- Records supplied
==========

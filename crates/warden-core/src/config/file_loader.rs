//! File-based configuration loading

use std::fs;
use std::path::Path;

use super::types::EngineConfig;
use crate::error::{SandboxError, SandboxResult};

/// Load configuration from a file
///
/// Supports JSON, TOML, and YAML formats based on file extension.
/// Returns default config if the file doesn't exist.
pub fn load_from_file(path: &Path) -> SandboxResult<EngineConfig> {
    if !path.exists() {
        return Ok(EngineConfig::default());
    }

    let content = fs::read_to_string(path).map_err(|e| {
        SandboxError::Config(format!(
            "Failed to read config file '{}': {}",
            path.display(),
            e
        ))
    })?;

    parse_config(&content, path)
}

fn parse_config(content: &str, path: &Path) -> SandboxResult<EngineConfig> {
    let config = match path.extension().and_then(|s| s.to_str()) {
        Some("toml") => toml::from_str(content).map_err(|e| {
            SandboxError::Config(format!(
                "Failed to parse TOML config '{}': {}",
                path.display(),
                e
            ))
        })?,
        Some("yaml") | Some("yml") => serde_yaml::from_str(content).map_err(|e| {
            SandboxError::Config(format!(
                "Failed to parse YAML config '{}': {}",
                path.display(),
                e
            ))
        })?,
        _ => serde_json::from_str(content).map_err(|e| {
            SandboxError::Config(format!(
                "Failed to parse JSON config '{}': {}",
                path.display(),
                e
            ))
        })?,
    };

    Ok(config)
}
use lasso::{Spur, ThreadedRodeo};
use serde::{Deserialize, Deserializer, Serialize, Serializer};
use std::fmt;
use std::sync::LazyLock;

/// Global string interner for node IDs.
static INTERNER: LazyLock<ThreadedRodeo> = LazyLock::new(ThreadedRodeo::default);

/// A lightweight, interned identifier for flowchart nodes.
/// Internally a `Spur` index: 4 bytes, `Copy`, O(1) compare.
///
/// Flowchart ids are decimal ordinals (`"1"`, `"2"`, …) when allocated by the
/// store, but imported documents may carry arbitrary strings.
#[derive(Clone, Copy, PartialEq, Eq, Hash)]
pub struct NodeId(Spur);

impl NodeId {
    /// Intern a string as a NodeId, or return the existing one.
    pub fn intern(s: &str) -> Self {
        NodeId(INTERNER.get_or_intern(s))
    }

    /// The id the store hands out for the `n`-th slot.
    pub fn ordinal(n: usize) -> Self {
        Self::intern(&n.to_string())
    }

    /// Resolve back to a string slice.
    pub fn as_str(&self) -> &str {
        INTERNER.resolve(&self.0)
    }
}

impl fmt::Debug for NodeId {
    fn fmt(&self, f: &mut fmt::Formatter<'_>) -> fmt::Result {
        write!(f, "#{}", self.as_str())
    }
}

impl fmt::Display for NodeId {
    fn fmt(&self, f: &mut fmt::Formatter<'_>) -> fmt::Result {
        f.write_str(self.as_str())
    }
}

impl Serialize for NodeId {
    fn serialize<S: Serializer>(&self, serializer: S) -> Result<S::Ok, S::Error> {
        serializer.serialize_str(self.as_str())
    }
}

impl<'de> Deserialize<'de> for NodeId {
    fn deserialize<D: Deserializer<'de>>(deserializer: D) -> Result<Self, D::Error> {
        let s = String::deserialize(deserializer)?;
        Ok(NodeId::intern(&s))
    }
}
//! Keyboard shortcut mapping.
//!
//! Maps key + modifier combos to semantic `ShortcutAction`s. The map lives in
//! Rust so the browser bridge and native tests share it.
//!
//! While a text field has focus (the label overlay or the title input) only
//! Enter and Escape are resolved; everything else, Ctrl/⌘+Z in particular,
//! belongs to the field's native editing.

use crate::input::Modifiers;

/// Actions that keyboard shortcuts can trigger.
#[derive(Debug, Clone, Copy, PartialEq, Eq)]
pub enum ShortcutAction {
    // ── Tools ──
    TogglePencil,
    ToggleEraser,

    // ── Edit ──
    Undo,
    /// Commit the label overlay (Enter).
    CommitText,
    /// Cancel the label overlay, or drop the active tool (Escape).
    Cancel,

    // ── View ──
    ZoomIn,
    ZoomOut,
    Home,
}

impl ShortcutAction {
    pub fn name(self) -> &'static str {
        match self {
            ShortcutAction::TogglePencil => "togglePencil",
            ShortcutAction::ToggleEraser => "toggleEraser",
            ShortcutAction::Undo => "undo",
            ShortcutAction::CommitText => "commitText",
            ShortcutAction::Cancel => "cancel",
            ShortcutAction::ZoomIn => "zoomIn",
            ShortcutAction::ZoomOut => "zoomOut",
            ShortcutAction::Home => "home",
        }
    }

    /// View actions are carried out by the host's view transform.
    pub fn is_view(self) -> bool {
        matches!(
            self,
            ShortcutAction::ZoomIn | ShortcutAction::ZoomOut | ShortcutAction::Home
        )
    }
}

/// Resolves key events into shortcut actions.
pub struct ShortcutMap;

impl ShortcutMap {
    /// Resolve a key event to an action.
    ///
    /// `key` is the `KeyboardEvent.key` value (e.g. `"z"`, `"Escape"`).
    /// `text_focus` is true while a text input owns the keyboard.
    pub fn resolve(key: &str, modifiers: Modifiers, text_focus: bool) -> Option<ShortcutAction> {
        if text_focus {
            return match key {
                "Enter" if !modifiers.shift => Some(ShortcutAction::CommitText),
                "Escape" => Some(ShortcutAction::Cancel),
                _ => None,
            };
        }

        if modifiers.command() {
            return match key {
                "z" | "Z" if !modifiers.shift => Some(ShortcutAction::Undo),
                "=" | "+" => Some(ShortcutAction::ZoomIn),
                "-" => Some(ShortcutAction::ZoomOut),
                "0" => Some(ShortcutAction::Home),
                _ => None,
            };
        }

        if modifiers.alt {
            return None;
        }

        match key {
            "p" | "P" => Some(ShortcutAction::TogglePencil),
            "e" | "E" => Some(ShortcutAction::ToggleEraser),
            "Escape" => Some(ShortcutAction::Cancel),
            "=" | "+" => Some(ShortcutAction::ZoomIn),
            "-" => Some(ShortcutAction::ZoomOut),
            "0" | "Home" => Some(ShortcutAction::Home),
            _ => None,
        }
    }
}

==========

- Problem
Going through the records above, count the lines that include the word "static". Give the number alone.

- Exercise answer
2